29 de abril de 2011

Mal de Pott, já ouviu falar?

Algumas raras vezes podemos nos deparar com patologias com quadro clínicas sérios e que não temos muitos contato ou mesmo conhecimento. É aí de fato podermos fazer alguma diferença, nem que seja encaminhar aquela paciente para um profissional que de fato possa o ajudar. Para isso é preciso reconhecê-las. Mas como faremos isso, se não formos apresentados a ela? Em virtude disse, por vezes, postarei algumas síndromes para termos cuidados e ajudar nossos pacientes. Esse post não é de plena autoria minha, pois o assunto é complexo para ser abordado tão sucintamente, mas recortes de pesquisa cujas as referências estão citadas no final do post. Espero que esse texto seja apenas uma primeira leitura. Mais uma vez, aproveitem a postagem.
A doença foi descrita em 1799, por Percivall Pott (1714-1788), um cirurgião londrino. Atinge mais comumente as vértebras T8 à L3. O primeiro relato foi feito por Hipócrates em 450 AC, porém existem descrições históricas da doença em múmias egípcias de 3.000 AC (2,3).

Clinicamente, a Doença de Pott se manifesta com dor local progressiva, associada a alterações neurológicas sugestivas de comprometimento medular (4). Sintomas constitucionais tais como febre e perda de peso ocorrem em 40% das vezes (5). A complicação mais importante é a compressão medular na fase ativa da infecção, podendo resultar em paraplegia.
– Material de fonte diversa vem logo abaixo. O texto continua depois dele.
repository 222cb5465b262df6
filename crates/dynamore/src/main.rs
//! dynamore CLI entry point.

use anyhow::{Context, Result};
use clap::Parser;
use dynamore::cli::table::TableAction;
use dynamore::cli::{check_backend, parse_data, Cli, Commands};
use dynamore::output::format_output;
use dynamore::{Backend, CliError, Config, InMemoryStore};
use dynamore_core::{EntityDescriptor, ItemStore, StoreProxy, Verb};
use tracing_subscriber::{layer::SubscriberExt, util::SubscriberInitExt};

#[tokio::main]
async fn main() -> Result<()> {
    let cli = Cli::parse();
    init_tracing();

    let config = cli.config();
    tracing::debug!(backend = ?cli.backend, store = %config.target_display(), "Starting");

    match &cli.command {
        Commands::Table(table_cmd) => run_table(cli.backend, &config, &table_cmd.action).await,
        command => {
            let (verb, data) = command
                .verb()
                .context("entity command without a verb")?;
            check_backend(cli.backend, verb)?;
            tracing::debug!(%verb, method = verb.http_method(), "Running entity command");
            let descriptor = cli.descriptor()?;
            let data = parse_data(data)?;

            match cli.backend {
                Backend::Memory => {
                    tracing::info!("In-memory backend: items are discarded on exit");
                    let proxy = StoreProxy::new(InMemoryStore::new());
                    run_verb(&proxy, &cli, &descriptor, verb, data).await
                }
                Backend::Dynamodb => run_dynamodb_verb(&config, &cli, &descriptor, verb, data).await,
            }
        }
    }
}

/// Initialize the tracing subscriber.
///
/// Logs go to stderr so stdout carries only command output. `LOG_FORMAT=json`
/// switches to one JSON object per event.
fn init_tracing() {
    let filter = tracing_subscriber::EnvFilter::try_from_default_env()
        .unwrap_or_else(|_| "dynamore=info".into());
    let registry = tracing_subscriber::registry().with(filter);

    if std::env::var("LOG_FORMAT").is_ok_and(|format| format == "json") {
        registry
            .with(
                tracing_subscriber::fmt::layer()
                    .json()
                    .with_writer(std::io::stderr),
            )
            .init();
    } else {
        registry
            .with(tracing_subscriber::fmt::layer().with_writer(std::io::stderr))
            .init();
    }
}

async fn run_verb<S: ItemStore>(
    proxy: &StoreProxy<S>,
    cli: &Cli,
    descriptor: &EntityDescriptor,
    verb: Verb,
    data: dynamore_core::Attributes,
) -> Result<()> {
    let outcome = proxy
        .execute(verb, descriptor, data)
        .await
        .map_err(CliError::from)
        .with_context(|| format!("{verb} {} failed", descriptor.title()))?;

    println!("{}", format_output(verb, &outcome, cli.format));
    Ok(())
}

#[cfg(feature = "dynamodb")]
async fn run_dynamodb_verb(
    config: &Config,
    cli: &Cli,
    descriptor: &EntityDescriptor,
    verb: Verb,
    data: dynamore_core::Attributes,
) -> Result<()> {
    let store = dynamore::DynamoDbStore::from_config(config).await;
    let proxy = StoreProxy::new(store);
    run_verb(&proxy, cli, descriptor, verb, data).await
}

#[cfg(not(feature = "dynamodb"))]
async fn run_dynamodb_verb(
    _config: &Config,
    _cli: &Cli,
    _descriptor: &EntityDescriptor,
    _verb: Verb,
    _data: dynamore_core::Attributes,
) -> Result<()> {
    Err(CliError::BackendUnavailable("dynamodb".to_string()).into())
}

#[cfg(feature = "dynamodb")]
async fn run_table(backend: Backend, config: &Config, action: &TableAction) -> Result<()> {
    use dynamore::storage::dynamodb::{create_table, delete_table};
    use dynamore_core::KeyNames;

    if backend != Backend::Dynamodb {
        return Err(CliError::InvalidInput(
            "table commands need --backend dynamodb".to_string(),
        )
        .into());
    }

    let store = dynamore::DynamoDbStore::from_config(config).await;
    match action {
        TableAction::Create => {
            create_table(store.client(), store.table_name(), &KeyNames::default())
                .await
                .map_err(CliError::from)?;
            println!("Created table {}", store.table_name());
        }
        TableAction::Delete => {
            delete_table(store.client(), store.table_name())
                .await
                .map_err(CliError::from)?;
            println!("Deleted table {}", store.table_name());
        }
    }
    Ok(())
}

#[cfg(not(feature = "dynamodb"))]
async fn run_table(_backend: Backend, _config: &Config, _action: &TableAction) -> Result<()> {
    Err(CliError::BackendUnavailable("dynamodb".to_string()).into())
}
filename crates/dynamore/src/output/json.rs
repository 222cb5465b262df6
//! JSON output formatting.

/// Format a value as JSON.
pub fn format_json<T: serde::Serialize>(value: &T) -> String {
    serde_json::to_string(value).unwrap_or_default()
}
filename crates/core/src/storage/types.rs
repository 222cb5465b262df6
use std::collections::HashMap;

use bigdecimal::BigDecimal;
use serde::{Deserialize, Serialize};

/// Caller-facing attribute map of an entity.
pub type Attributes = serde_json::Map<String, serde_json::Value>;

/// Raw item as held by the store.
pub type Item = HashMap<String, StoredValue>;

/// A single attribute value in the store's representation.
///
/// Numbers are exact decimals; the store has no binary floating-point type.
#[derive(Debug, Clone, PartialEq)]
pub enum StoredValue {
    Null,
    Bool(bool),
    Number(BigDecimal),
    String(String),
    List(Vec<StoredValue>),
    Map(HashMap<String, StoredValue>),
}

impl StoredValue {
    /// Returns the string value, if this is a string.
    pub fn as_str(&self) -> Option<&str> {
        match self {
            StoredValue::String(s) => Some(s),
            _ => None,
        }
    }
}

impl From<&str> for StoredValue {
    fn from(value: &str) -> Self {
        StoredValue::String(value.to_string())
    }
}

impl From<String> for StoredValue {
    fn from(value: String) -> Self {
        StoredValue::String(value)
    }
}

/// Names of the two primary-key attributes.
#[derive(Debug, Clone, PartialEq, Eq, Hash, PartialOrd, Ord, Serialize, Deserialize)]
pub struct KeyNames {
    pub partition: String,
    pub sort: String,
}

impl KeyNames {
    pub fn new(partition: impl Into<String>, sort: impl Into<String>) -> Self {
        Self {
            partition: partition.into(),
            sort: sort.into(),
        }
    }

    /// Whether `attribute` is one of the two reserved key attributes.
    pub fn is_key(&self, attribute: &str) -> bool {
        attribute == self.partition || attribute == self.sort
    }
}

impl Default for KeyNames {
    fn default() -> Self {
        Self::new("PK", "SK")
    }
}

/// Full primary key of one item: attribute names plus values.
#[derive(Debug, Clone, PartialEq, Eq, Hash, PartialOrd, Ord)]
pub struct PrimaryKey {
    pub names: KeyNames,
    pub partition_value: String,
    pub sort_value: String,
}

impl PrimaryKey {
    pub fn new(
        names: KeyNames,
        partition_value: impl Into<String>,
        sort_value: impl Into<String>,
    ) -> Self {
        Self {
            names,
            partition_value: partition_value.into(),
            sort_value: sort_value.into(),
        }
    }

    /// Reads the key out of a raw item, if both key attributes are present strings.
    pub fn from_item(names: &KeyNames, item: &Item) -> Option<Self> {
        let partition_value = item.get(&names.partition)?.as_str()?;
        let sort_value = item.get(&names.sort)?.as_str()?;
        Some(Self::new(names.clone(), partition_value, sort_value))
    }

    /// Key attributes as an attribute map.
    pub fn to_attributes(&self) -> Attributes {
        let mut attributes = Attributes::new();
        attributes.insert(
            self.names.partition.clone(),
            serde_json::Value::String(self.partition_value.clone()),
        );
        attributes.insert(
            self.names.sort.clone(),
            serde_json::Value::String(self.sort_value.clone()),
        );
        attributes
    }
}

impl std::fmt::Display for PrimaryKey {
    fn fmt(&self, f: &mut std::fmt::Formatter<'_>) -> std::fmt::Result {
        write!(
            f,
            "{}={} {}={}",
            self.names.partition, self.partition_value, self.names.sort, self.sort_value
        )
    }
}
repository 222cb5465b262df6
use async_trait::async_trait;

use super::{Item, PrimaryKey, Result};

/// A partition/sort-key keyed item store.
///
/// Implementations must be safe for concurrent use; the proxy shares one
/// handle between all callers.
#[async_trait]
pub trait ItemStore: Send + Sync {
    /// Point lookup by the full primary key.
    async fn get_item(&self, key: &PrimaryKey) -> Result<Option<Item>>;

    /// Writes `item`, replacing any item stored under `key`.
    ///
    /// `item` carries the key attributes named by `key`.
    async fn put_item(&self, key: &PrimaryKey, item: Item) -> Result<()>;

    /// Deletes the item stored under `key`. Deleting a missing item is not an error.
    async fn delete_item(&self, key: &PrimaryKey) -> Result<()>;

    /// Returns every item whose partition attribute `partition_name` equals `partition_value`.
    async fn query_partition(&self, partition_name: &str, partition_value: &str)
        -> Result<Vec<Item>>;
}

#[async_trait]
impl<T: ItemStore + ?Sized> ItemStore for std::sync::Arc<T> {
    async fn get_item(&self, key: &PrimaryKey) -> Result<Option<Item>> {
        (**self).get_item(key).await
    }

    async fn put_item(&self, key: &PrimaryKey, item: Item) -> Result<()> {
        (**self).put_item(key, item).await
    }

    async fn delete_item(&self, key: &PrimaryKey) -> Result<()> {
        (**self).delete_item(key).await
    }

    async fn query_partition(
        &self,
        partition_name: &str,
        partition_value: &str,
    ) -> Result<Vec<Item>> {
        (**self)
            .query_partition(partition_name, partition_value)
            .await
    }
}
Dentre os vários locais atingidos pela doença, o pulmão é o mais frequente e a afecção óssea representa a quinta mais comum nas formas extrapulmonares. Dentre estes casos 50% apresentam doença na coluna vertebral2-4. As vértebras torácicas inferiores e lombares são as mais frequentemente afetadas, seja por contigüidade pleural ou por disseminação hematogênica. A lesão inicial é na porção anterior do corpo vertebral, o disco adjacente é envolvido, levando a um estreitamento do espaço entre os discos e herniação. A lesão provocada por inflamção, edema e necrose podem resultar na formação de uma abscesso, ocasionando compressão medular, bem como desmielinização dos tractos ascendentes e descendentes. Eventualmente a vértebra colapsa e porção anterior leva a uma cifose e/ou escoliose, característica do mal de Pott ou doença de Pott.
A fisiopatologia aponta para uma provável disseminação do foco primário, usualmente pulmonar, para o espaço extra-dural da coluna, através do plexo venoso vertebral. O tempo médio de duração dos sintomas é de 3 a 4 meses e o diagnóstico pode ser sugerido pela história clínica. Segundo dados de uma metanálise de 694 pacientes da Turquia (5), os sintomas mais frequentes são fraqueza nas pernas (69%), presença de giba (46%), secundária ao comprometimento de coluna vertebral, dor (21%), em decorrência de compressão neurovascular, e massa palpável (10%).

O diagnóstico pode ser sugerido por exames de imagem, tais como a TC ou a RM, que podem demonstrar a extensão da destruição óssea e do tecido que circunda a região comprometida.

Obs.: Usem esse texto apenas como informação inicial, averiguando cada informação usada e aprofundando. Assim, cada um caminhará para crescer na profissão e juntos fortalecermos nossa classe.

Por:
Ft. José Diego Sales, D.Q.
Oganizador do Blog PFM

Referências

FALCETTA ,F.S et al. Mal de pott: uma doença milenar em um novo século. Rev HCPA, v. 29, n. 2, 2009.

LUCIANO, F. et al. Instrumentaçäo anterior da coluna em espondilite tuberculosa: Mal de Pott: Relato de caso. Arq Neuropsiquiatr, v. 60. n.1, p. 142-144, 2002.